Tuesday, October 6, 2009

Tracking Erdrich



Tracks is Louise Erdrich's third novel and includes the same characters from the first two, Love Medicine and the Beat Queen. Even though it is the third published novel, it is not an extension of the story lines from the first two but rather a prequel to Love Medicine. Apparently Tracks was the first novel Erdrich started writing but either shelved it to write the other two or just published it last. Either way, anyone who has read Love Medicine and/or the Beat Queen needs to pick up this book and delve into the events leading up to those two books. I have only read a part of Love Medicine in another class, but my brief exposure to it really made me appreciate how revealing Tracks is.

For anyone who is not familiar with Erdrich's trilogy, Tracks still stands up fantastically on its own. It took me a while to become oriented in the text, so I enjoyed the second half of the book far more than the first. That phenomenon would probably be resolved by reading the other two books first, but I do not think it is necessary. The story centers around a Native American woman, Fleur and the destruction of the community she is apart of from internal and external pressures. The story is told through two narrators, Grandfather Nanapush and Pauline Puyat, who switch off between chapters. Nanapush is telling the story to Fleur's daughter Lulu but I am still unclear as to who Pauline is telling her story to. It is clear that choosing to structure the novel as a frame narrative was very deliberate since the act of story telling is incredibly important to Native American tradition. The frame narrative also gives the reader reason to question the narrators' reliability though as both Pauline and Nanapush lie or are accused of lying at different points of the text.

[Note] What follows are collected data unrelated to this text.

//! Render a single hook outside of a real component tree.
//!
//! Mirrors the `renderHook` helper from UI testing libraries: the callback
//! is rendered once on creation and again on every `rerender`, and the
//! latest outcome stays inspectable.

use super::host::{ComponentHost, RenderContext};

pub struct RenderHook<P, R, E, F>
where
    F: FnMut(&mut RenderContext<'_>, &P) -> Result<R, E>,
{
    host: ComponentHost,
    callback: F,
    props: P,
    last: Result<R, E>,
}

/// Mount `callback` with `props` and render it once.
pub fn render_hook<P, R, E, F>(props: P, mut callback: F) -> RenderHook<P, R, E, F>
where
    F: FnMut(&mut RenderContext<'_>, &P) -> Result<R, E>,
{
    let mut host = ComponentHost::new("render_hook");
    let last = host.render(|cx| callback(cx, &props));
    RenderHook {
        host,
        callback,
        props,
        last,
    }
}

impl<P, R, E, F> RenderHook<P, R, E, F>
where
    F: FnMut(&mut RenderContext<'_>, &P) -> Result<R, E>,
{
    /// Render again with the current props.
    pub fn rerender(&mut self) -> &Result<R, E> {
        let callback = &mut self.callback;
        let props = &self.props;
        self.last = self.host.render(|cx| callback(cx, props));
        &self.last
    }

    /// Replace the props, then render.
    pub fn rerender_with(&mut self, props: P) -> &Result<R, E> {
        self.props = props;
        self.rerender()
    }

    pub fn unmount(&mut self) {
        self.host.unmount();
    }

    /// Outcome of the latest render.
    pub fn result(&self) -> &Result<R, E> {
        &self.last
    }

    pub fn current(&self) -> Option<&R> {
        self.last.as_ref().ok()
    }

    pub fn error(&self) -> Option<&E> {
        self.last.as_ref().err()
    }

    pub fn host(&self) -> &ComponentHost {
        &self.host
    }
}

We begin with Nanapush recounting how he rescued Fleur as a young girl when her entire household succumb to disease. She is a Pillager, a feared family considered in league with the Lake Man who lives in Machimato (the lake in the reservation). She and her brother Moses were the only survivors from an outbreak of tuberculosis. Only Nanapush was brave enough to go into the house and bring Fleur out. He takes he home to live with him as his daughter and her brother is taken in by another family but he eventually leaves the community entirely and lives by himself in the woods as a medicine man. Fleur herself is only half tamed and is described in both male and female terms. When she is old enough, she heads into the local white town, Argus, to earn enough money to pay the allotment tax to the government on her family ancestral property. Here the narrative switches over to Pauline, who is a mixed blood and does not feel at home among the tribe. She convinces what is left of her family to send her into town so she can learn to make lace with the nuns. She is sent to town but ends up sweeping the floor of the butcher shop which Fleur ends up working in rather than learning to make lace.

Already you can see some of the binary aspects of the text emerge. The two narrators, one being male and the other female, one telling the story to a child about things taking place in the native community, the other possibly telling it to no one for no other reason than her own vanity about the white community. Yet it is important not to get too caught up in the binary divisions of this novel because nothing is black and white. It is a western temptation to draw hard lines between characters and characteristics. In the Native tradition Characters frequently possess contradictory traits. In Chippewa mythology, Nanapush is also the name of the primary agent in the creation story. He is often described as Culture-hero and trickster which are difficult to reconcile if you are judging him in a binary sense. There is not the same sense of pure good and pure evil in Native culture, life is more of a mixture of a variety of traits. Having said all that, Erdrich is mixed and has grown up with both traditions, including a large exposure to Catholicism. So binary oppositions and judgments do not need to be thrown out the window entirely, but it is helpful to ignore your first impulse to classify characters as either this or that and familiarize yourself with some Chippewa culture and myth to really understand what is happening in the text.

Between the two narrators, we follow the formation of a new family structure with Fleur at its center. Nanapush's mentee, Eli Kashpaw, becomes enamored with Fleur when she returns from Argus and eventually becomes her lover. Eli moves into the Pillager homestead and Fleur gives birth to Lulu. Margaret Kashpaw, Eli's mother, initially disapproves of the match, but with the arrival of her granddaughter, she comes around as well. Margaret and Nanapush develop a relationship and a family is formed from the remnants of many other families. Pauline eventually becomes a nun and has her own place in this family despite being unwanted. The story follows to communities struggle to stay afloat amid pressure from a white logging company who wants their land. Their bonds are tested and broken at various points of the text as they try to figure out how to navigate in a world which is white dominated while holding onto their Native American identity, if they can. I will leave this post here as mostly a summary and pick up a new post in the near future to do some more analysis and talk about what I got out of this text. (which was a lot, so I hope it is even coherent!)